The following has been transcribed (with minimal edits for clarity and format) from hand-written letters by our correspondent “Leather,” who is currently serving a sentence in the Orleans Justice Center—a.k.a. Orleans Parish Prison, or OPP—for charges related to a family dispute, subsequent warrants, and the labyrinthian carceral state in general.
“I Can’t Breathe”
Damn when will this brutality end? The killin’ of young black men is out of control. Seems like we’ve been gettin unjustly killed since Emmett Till and nothing has changed since then. It’s only that now because of technology we see first hand what black men have witnessed for centuries. The world seemed shocked when the media showed the beating of Rodney King, something that thousands of blacks in inner cities across America have endured in every black neighborhood, but couldn’t say anything because of retaliation by police officers, black and white, where they lived. Now another black man—I’m sorry I can’t just say a man, I have to emphasize a black man—killed in the street, on camera begging for his life. Even the people around ask to let him breathe. Aren’t they supposed to be trained? Now look at all the extra problems this has caused: protest, arrest, looting, burning of buildings, total chaos around the world. We were trying to overcome the coronavirus, and now this. There went social distancing.
But I myself really don’t care. Should we be tired of peaceful demonstrations? They say it’s crazy, we would vandalize our own neighborhoods. We live in these neighborhoods [but] most of the shops are owned by Asians and Arabs (no offense). In New Orleans most of the black neighborhoods have been bought by young white yuppies, even the Treme area which is the oldest black neighborhood in the country, but is owned by predominantly whites. And a lot of this is a result of police brutality because post-Katrina, the Treme was drug infested, low rent houses, ragged streets, and known for having a high rate of slum lords. But in just a few years it was turned around. Police began to harass the people, arrest at high rates, and then they began their gentrifying phase. This is why we can’t let George Floyd’s murder or murderers go unrecognized. All we want is justice in this matter, [the murderers] charged properly, booked under those charges, and not given any more privileges than any other cold blooded murderer, because that’s just what he is, nothing less. We are tired of seeing young black men getting killed and their killers walking away with a slap on the wrist or less. This has got to stop or it’s gonna end up bad, really bad. And what saddens me is if the races were reversed it would be a different outcome.

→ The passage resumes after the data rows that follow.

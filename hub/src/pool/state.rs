//! Per-server connection state.

use std::fmt;

use chrono::{DateTime, Utc};
use serde::{Deserialize, Serialize};

/// Connection state machine states.
///
/// Transitions:
/// - `Disconnected -> Connecting` on connection creation
/// - `Connecting -> Connected` (handshake ok) `| Error` (handshake failed)
/// - `Connected -> Disconnected` (graceful close) `| Error` (transport or health failure)
/// - `Error -> Reconnecting` (attempts remain)
/// - `Reconnecting -> Connected | Error`
#[derive(Debug, Clone, Copy, PartialEq, Eq, Hash, Serialize, Deserialize)]
#[serde(rename_all = "snake_case")]
pub enum ServerStatus {
    Disconnected,
    Connecting,
    Connected,
    Error,
    Reconnecting,
}

impl ServerStatus {
    pub fn is_connected(self) -> bool {
        matches!(self, ServerStatus::Connected)
    }
}

impl fmt::Display for ServerStatus {
    fn fmt(&self, f: &mut fmt::Formatter<'_>) -> fmt::Result {
        let s = match self {
            ServerStatus::Disconnected => "disconnected",
            ServerStatus::Connecting => "connecting",
            ServerStatus::Connected => "connected",
            ServerStatus::Error => "error",
            ServerStatus::Reconnecting => "reconnecting",
        };
        f.write_str(s)
    }
}

/// Point-in-time snapshot of a pooled server, safe to hand to callers.
#[derive(Debug, Clone, Serialize)]
pub struct ServerInfo {
    pub name: String,
    pub status: ServerStatus,
    pub enabled: bool,
    pub tool_count: usize,
    #[serde(skip_serializing_if = "Option::is_none")]
    pub last_connected: Option<DateTime<Utc>>,
    #[serde(skip_serializing_if = "Option::is_none")]
    pub last_error: Option<String>,
    pub reconnect_attempts: u32,
    pub health_checks: u64,
}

Definition: Breathe (brêth)
- To live 2. To rest
Rest George Floyd, Rest
The saddest words I ever heard spoken: “I CAN’T BREATHE.” That very moment felt like the world stood still, and a little piece of me died. I then realized what my ancestors went through for me, and like all the great men before him George Floyd went through this for our future generations: black, white, and every other race. So I ask you, how did it make you feel seeing George Floyd get killed?
22 year-old Black Male
Police brutality is wrong. I believe that the white man should understand that the way he had his knee on George Floyd’s neck was messed up and that was not right. He deserves to have a life sentence for that. I don’t understand why people who are police take advantage of they authority. We have the right to protest about our rights. And also we deserve the same respect. BLACK LIVES MATTER.
33 year-old Black Male
(Can’t we just get along) Man where do I start? First off I feel that they were way out of line putting they knee on that man neck like that. I say they cause the other three just stood there as nothing was going on. Cop or not they should interfere cause it was plain ol wrong, what leads me to my next feeling: What is America coming to? That could have been my dad, brother, uncle, friend, last but not least, ME! Smh if this don’t bring us together as a whole nothing will… RIP George Floyd. My heart goes out to the Floyd family. You have my deepest sympathy.
35 year-old White Male
I’m 35 years old and out of my 17 years as an adult I’ve spent a good half of that behind bars. I’ve had 8 major felony arrests and was convicted on four. So I’ve had my run ins with the law. Good cops and dirty cops. When I saw on the news about what happened to George Floyd it really hit home, because that could of been me several different times. But finally after hundreds of years of slavery and racism the world finally woke up with a voice and George Floyd didn’t die in vain. And I pray that this is only the beginning. [ANTIGRAVITY editors were saddened to learn that this inmate, Christian Freeman, collapsed and died while incarcerated on June 25.]
26 year-old Black Male
Police jobs supposed to protect and serve? Why is there still racial profiling? It took for George Floyd, another black man, to lose his life to police brutality for it to be seen that it still goes on around the world… Police look at all us black men as suspects! Which makes them enforce they power on a black man. Why?
38 year-old Black Male
I ask myself if we are so strong as a people why do we have to put up with the same thing for years? I think that it is time for us to step up and let them know that we have pride and rights in America because we are all human and that’s how they need to treat us, no other way but fair. Because that’s the right thing to do. It makes me sad to know that we can’t come together as One. And to think I have a little girl to raise in this world. I wish peace and joy to our world. I’m praying for everyone.